Kushner uses Roy Cohn’s character to portray the closeted homosexual mans’ experience during the AIDS epidemic. Typical closeted lawyer in the corporate world, Roy hides from his homosexuality by denying it. For instance, although he has engaged in sexual activity with other men for decades, he argues with his doctor, Henry, in Act I scene 9 about why he was diagnosed with AIDS. Roy affirms that AIDS “afflicts mostly homosexuals and drug addicts,”(44) then denies he is a homosexual man and proceeds to threaten to destroy his doctors reputation if he says anything. Roy’s reluctance to see the truth in himself was and continues to be a common choice for closeted homosexual men. When faced with the repercussions of coming out in their professional lives, closeted LGBTQ persons worry about their reputations when they no longer present the heterosexual normative. To illustrate, Cohn’s character is a representation of many LGBTQ persons during the AIDS epidemic. Hiding a homosexual identity in a time period when that was the most feared and misunderstood, drove many closeted homosexual men to adverse situations in which their sexuality would be exposed regardless. Hence, while faced with his own blood test, Roy separates homosexual persons and himself. He tells Henry, “Homosexuals are not men who sleep with other men. Homosexuals are men who know nobody and who nobody knows… Does that sound like me, Henry?” (46). After going on a rant trying to prove to himself and his doctor he wasn’t homosexual, his AIDS diagnosis, and having slept with men for years, Roy is in a deep denial for who he is. Kushner’s use of such a melodramatic character reveals a misunderstood perspective that was hidden during the AIDS epidemic and still continues to be. 

3 thoughts on “Coming out during the AIDS epidemic”

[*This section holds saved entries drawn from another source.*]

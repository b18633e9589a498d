//! Constant-Buffer Layouts
//!
//! CPU-side mirrors of the uniform ("constant") buffer structs declared by the
//! shader templates. Field order and padding must match the WGSL declarations
//! in `shaders/` exactly; every struct is `Pod` so it can be written into a
//! GPU buffer byte-for-byte.

use bytemuck::{Pod, Zeroable};
use glam::{Mat4, Vec4};

/// Maximum number of point lights the light buffer holds per frame.
pub const MAX_POINT_LIGHTS: usize = 8;
/// Maximum number of spot lights the light buffer holds per frame.
pub const MAX_SPOT_LIGHTS: usize = 4;

/// Per-viewport camera constants (`camera` in `chunks/common.wgsl`).
#[repr(C)]
#[derive(Clone, Copy, Debug, Default, Pod, Zeroable)]
pub struct CameraUniforms {
    pub view: Mat4,
    pub proj: Mat4,
    pub view_proj: Mat4,
    /// xyz: eye position, w unused.
    pub eye: Vec4,
}

/// Per-object constants (`object` in `chunks/object.wgsl`).
#[repr(C)]
#[derive(Clone, Copy, Debug, Default, Pod, Zeroable)]
pub struct ObjectUniforms {
    pub model: Mat4,
    pub diffuse: Vec4,
    /// rgb: specular color, w: shininess exponent.
    pub specular: Vec4,
    /// x: selection highlight flag.
    pub flags: [u32; 4],
}

/// One point light entry in [`LightingUniforms`].
#[repr(C)]
#[derive(Clone, Copy, Debug, Default, Pod, Zeroable)]
pub struct PointLightData {
    /// xyz: world position, w: range.
    pub position: Vec4,
    /// rgb: color, w: intensity.
    pub color: Vec4,
}

/// One spot light entry in [`LightingUniforms`].
#[repr(C)]
#[derive(Clone, Copy, Debug, Default, Pod, Zeroable)]
pub struct SpotLightData {
    /// xyz: world position, w: range.
    pub position: Vec4,
    /// xyz: direction, w: cos(inner cone).
    pub direction: Vec4,
    /// rgb: color, w: cos(outer cone).
    pub color: Vec4,
}

/// Frame light buffer (`lights` in `chunks/lighting.wgsl`).
#[repr(C)]
#[derive(Clone, Copy, Debug, Default, Pod, Zeroable)]
pub struct LightingUniforms {
    /// rgb: ambient color, w: intensity.
    pub ambient: Vec4,
    /// xyz: directional light direction.
    pub sun_direction: Vec4,
    /// rgb: directional light color, w: intensity.
    pub sun_color: Vec4,
    /// x: point light count, y: spot light count.
    pub counts: [u32; 4],
    pub point_lights: [PointLightData; MAX_POINT_LIGHTS],
    pub spot_lights: [SpotLightData; MAX_SPOT_LIGHTS],
}

/// Height-fog constants (`fog` in `shaders/fog.wgsl`).
#[repr(C)]
#[derive(Clone, Copy, Debug, Default, Pod, Zeroable)]
pub struct FogUniforms {
    /// rgb: fog color, w: maximum opacity.
    pub color: Vec4,
    /// x: density, y: start distance, z: end distance, w: height falloff.
    pub params: Vec4,
    /// xyz: eye position.
    pub eye: Vec4,
    pub inv_view_proj: Mat4,
}

/// Screen constants shared by the fullscreen passes.
#[repr(C)]
#[derive(Clone, Copy, Debug, Default, Pod, Zeroable)]
pub struct ScreenUniforms {
    /// x: width, y: height, z: near plane, w: far plane.
    pub size: Vec4,
}

/// Per-billboard constants (`billboard` in `shaders/billboard.wgsl`).
#[repr(C)]
#[derive(Clone, Copy, Debug, Default, Pod, Zeroable)]
pub struct BillboardUniforms {
    /// xyz: world position, w: half size.
    pub position: Vec4,
    pub color: Vec4,
}

/// Helper-geometry constants (`gizmo` in `shaders/gizmo.wgsl`).
#[repr(C)]
#[derive(Clone, Copy, Debug, Default, Pod, Zeroable)]
pub struct HelperUniforms {
    pub model: Mat4,
    pub color: Vec4,
}

#[cfg(test)]
mod tests {
    use super::*;

    // The WGSL side declares fixed-size uniform structs; a silent size drift
    // on the CPU side would corrupt every following field on the GPU.
    #[test]
    fn uniform_struct_sizes_match_wgsl_layout() {
        assert_eq!(std::mem::size_of::<CameraUniforms>(), 208);
        assert_eq!(std::mem::size_of::<ObjectUniforms>(), 112);
        assert_eq!(std::mem::size_of::<PointLightData>(), 32);
        assert_eq!(std::mem::size_of::<SpotLightData>(), 48);
        assert_eq!(
            std::mem::size_of::<LightingUniforms>(),
            48 + 16 + 32 * MAX_POINT_LIGHTS + 48 * MAX_SPOT_LIGHTS
        );
        assert_eq!(std::mem::size_of::<FogUniforms>(), 112);
        assert_eq!(std::mem::size_of::<HelperUniforms>(), 80);
    }
}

  1. I totally agree with your interpretation of Joe’s character. I think that by itself it was difficult to come out of the closet in a time like the 1990s, this work shows how this situation is even more affected by this disease. Those people who wanted to express their sexual orientation freely not only had to face social, work, family, etc. prejudices. Rather, they had to deal with an illness for which they were considered fully responsible and even deserving. At the same time, I think that those social areas that were against the LGBTQ+ community took advantage of this to blame them and defend their idea that being homosexual was wrong.

  2. I really like how you pointed out the connection between fear of coming out and the impact on all aspects of their lives. I think for Roy specifically, was in denial of his sexuality for two reasons. Firstly, he feared and believed in the stereotypes about gay men’s masculinity. He did not want to be seen as a weak man, especially as someone who craved power and control. Secondly, he was afraid of losing the privileges that he got from his position in society. As rich White man, Roy is used to having many privileges in life. If his sexuality was revealed, he would face a loss in his career and his treatment throughout the wealthy upper class society he is in. It is important to note though that because Roy is White wealthy man, he has more security in life as he does not have to fear not being able to take care of his basic needs while other people would as coming out would impact their financial status more severely.

  3. I really liked your interpretation of Roy’s anger following his diagnosis. Personally, I just assumed it was a show and he was doing it to save social phase, but after looking at the scene again it is clear that he does not even believe the diagnosis for himself. I also appreciate how you highlighted him separating himself from the broader group of homosexuals, exposing the social degradation that came from the label at the time.